Records to process —

──────────

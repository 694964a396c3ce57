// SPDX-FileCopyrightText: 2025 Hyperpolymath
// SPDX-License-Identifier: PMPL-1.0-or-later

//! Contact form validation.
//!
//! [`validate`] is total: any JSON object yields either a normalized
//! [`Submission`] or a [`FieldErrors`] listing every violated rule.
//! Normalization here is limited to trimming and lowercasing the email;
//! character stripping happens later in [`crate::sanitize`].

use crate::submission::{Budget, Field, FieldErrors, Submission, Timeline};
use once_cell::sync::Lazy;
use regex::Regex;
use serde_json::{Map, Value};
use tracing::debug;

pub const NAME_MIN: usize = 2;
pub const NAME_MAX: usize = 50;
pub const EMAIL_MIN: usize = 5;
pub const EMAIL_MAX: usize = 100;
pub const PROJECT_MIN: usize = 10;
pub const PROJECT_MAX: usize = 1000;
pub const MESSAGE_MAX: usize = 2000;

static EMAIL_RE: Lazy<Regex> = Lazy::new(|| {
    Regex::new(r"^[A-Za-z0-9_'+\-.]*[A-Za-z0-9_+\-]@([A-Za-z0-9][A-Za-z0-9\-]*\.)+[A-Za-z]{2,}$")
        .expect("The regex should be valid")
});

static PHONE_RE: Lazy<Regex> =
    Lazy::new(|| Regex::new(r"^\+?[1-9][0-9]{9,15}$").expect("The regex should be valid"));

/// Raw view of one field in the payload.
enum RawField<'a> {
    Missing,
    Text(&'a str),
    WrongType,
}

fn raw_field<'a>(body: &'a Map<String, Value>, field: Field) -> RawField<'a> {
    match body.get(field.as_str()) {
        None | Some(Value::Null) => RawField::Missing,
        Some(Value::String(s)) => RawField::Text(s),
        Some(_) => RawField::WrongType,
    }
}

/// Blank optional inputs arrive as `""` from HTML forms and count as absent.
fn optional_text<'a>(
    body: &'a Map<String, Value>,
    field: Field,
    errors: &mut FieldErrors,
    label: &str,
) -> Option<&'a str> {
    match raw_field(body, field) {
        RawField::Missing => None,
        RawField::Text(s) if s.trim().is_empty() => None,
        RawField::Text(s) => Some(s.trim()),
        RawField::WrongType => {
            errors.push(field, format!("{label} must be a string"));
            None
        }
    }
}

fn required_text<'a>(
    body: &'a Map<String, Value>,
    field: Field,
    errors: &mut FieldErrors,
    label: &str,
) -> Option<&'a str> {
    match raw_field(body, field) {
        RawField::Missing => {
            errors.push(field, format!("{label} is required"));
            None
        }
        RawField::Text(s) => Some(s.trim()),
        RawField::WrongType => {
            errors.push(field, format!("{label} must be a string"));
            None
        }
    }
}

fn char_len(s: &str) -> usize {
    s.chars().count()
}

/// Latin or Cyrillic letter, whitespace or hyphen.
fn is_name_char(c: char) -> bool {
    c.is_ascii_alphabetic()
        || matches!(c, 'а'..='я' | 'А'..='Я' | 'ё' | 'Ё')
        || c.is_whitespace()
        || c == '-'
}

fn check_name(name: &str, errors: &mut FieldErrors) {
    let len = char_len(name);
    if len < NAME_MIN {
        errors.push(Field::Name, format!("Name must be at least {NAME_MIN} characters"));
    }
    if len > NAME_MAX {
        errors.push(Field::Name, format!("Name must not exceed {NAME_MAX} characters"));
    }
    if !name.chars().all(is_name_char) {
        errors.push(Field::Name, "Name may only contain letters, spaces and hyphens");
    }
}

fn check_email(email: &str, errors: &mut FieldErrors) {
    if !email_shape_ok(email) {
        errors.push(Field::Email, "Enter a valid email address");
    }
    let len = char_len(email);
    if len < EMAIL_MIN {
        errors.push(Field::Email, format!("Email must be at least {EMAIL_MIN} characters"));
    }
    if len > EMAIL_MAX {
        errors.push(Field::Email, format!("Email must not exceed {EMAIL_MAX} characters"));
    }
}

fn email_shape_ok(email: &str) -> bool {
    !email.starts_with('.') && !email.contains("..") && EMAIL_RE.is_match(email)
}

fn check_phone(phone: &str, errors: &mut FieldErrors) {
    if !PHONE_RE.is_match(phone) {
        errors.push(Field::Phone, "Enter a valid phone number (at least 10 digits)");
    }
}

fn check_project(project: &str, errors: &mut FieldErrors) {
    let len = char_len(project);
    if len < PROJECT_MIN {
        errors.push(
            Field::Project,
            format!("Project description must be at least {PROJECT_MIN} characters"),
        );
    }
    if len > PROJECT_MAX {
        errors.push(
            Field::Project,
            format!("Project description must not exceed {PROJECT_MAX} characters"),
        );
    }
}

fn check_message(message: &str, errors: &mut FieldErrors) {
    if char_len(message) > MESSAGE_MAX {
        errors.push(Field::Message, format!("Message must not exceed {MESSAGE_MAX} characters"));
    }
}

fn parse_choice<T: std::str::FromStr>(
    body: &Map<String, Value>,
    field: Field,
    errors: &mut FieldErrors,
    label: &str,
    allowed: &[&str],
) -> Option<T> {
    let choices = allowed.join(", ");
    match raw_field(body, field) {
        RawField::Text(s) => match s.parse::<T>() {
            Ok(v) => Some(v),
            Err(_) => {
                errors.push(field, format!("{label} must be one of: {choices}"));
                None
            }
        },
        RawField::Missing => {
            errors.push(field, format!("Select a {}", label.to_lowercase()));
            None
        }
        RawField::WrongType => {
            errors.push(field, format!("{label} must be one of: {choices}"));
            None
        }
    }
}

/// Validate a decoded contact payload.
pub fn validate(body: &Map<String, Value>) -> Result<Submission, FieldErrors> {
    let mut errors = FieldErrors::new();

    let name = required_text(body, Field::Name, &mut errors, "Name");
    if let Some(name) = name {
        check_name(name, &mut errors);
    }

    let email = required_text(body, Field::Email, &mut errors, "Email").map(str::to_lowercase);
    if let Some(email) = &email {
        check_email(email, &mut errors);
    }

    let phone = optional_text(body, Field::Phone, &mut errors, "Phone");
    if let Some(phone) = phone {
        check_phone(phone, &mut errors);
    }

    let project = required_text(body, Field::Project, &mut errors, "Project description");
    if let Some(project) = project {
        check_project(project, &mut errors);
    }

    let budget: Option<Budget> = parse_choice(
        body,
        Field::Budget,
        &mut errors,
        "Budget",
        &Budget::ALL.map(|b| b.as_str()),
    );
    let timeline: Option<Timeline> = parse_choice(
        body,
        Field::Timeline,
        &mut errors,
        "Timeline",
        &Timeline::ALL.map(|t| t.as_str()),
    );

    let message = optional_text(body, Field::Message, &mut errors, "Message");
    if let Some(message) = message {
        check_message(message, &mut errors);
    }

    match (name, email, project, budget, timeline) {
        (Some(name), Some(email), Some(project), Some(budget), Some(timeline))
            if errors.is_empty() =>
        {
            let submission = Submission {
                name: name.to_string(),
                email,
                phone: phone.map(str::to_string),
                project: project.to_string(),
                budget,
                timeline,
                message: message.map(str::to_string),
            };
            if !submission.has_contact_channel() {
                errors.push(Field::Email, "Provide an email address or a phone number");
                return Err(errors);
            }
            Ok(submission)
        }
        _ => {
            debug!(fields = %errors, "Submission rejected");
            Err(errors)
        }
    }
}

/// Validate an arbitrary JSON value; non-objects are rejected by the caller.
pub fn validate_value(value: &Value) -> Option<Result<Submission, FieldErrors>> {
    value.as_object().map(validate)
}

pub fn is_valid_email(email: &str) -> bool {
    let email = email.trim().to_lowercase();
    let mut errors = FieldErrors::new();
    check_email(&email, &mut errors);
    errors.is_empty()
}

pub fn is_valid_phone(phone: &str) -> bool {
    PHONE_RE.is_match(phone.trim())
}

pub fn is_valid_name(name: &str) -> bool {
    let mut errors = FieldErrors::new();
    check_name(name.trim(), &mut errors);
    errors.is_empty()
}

──────────

Task prompt —
Of the entries above, repeat exactly the lines between the line with "use once_cell::sync::Lazy;" and the line with "static EMAIL_RE: Lazy<Regex>", inclusive, and no others.

Exercise solution —
use once_cell::sync::Lazy;
use regex::Regex;
use serde_json::{Map, Value};
use tracing::debug;

pub const NAME_MIN: usize = 2;
pub const NAME_MAX: usize = 50;
pub const EMAIL_MIN: usize = 5;
pub const EMAIL_MAX: usize = 100;
pub const PROJECT_MIN: usize = 10;
pub const PROJECT_MAX: usize = 1000;
pub const MESSAGE_MAX: usize = 2000;

static EMAIL_RE: Lazy<Regex> = Lazy::new(|| {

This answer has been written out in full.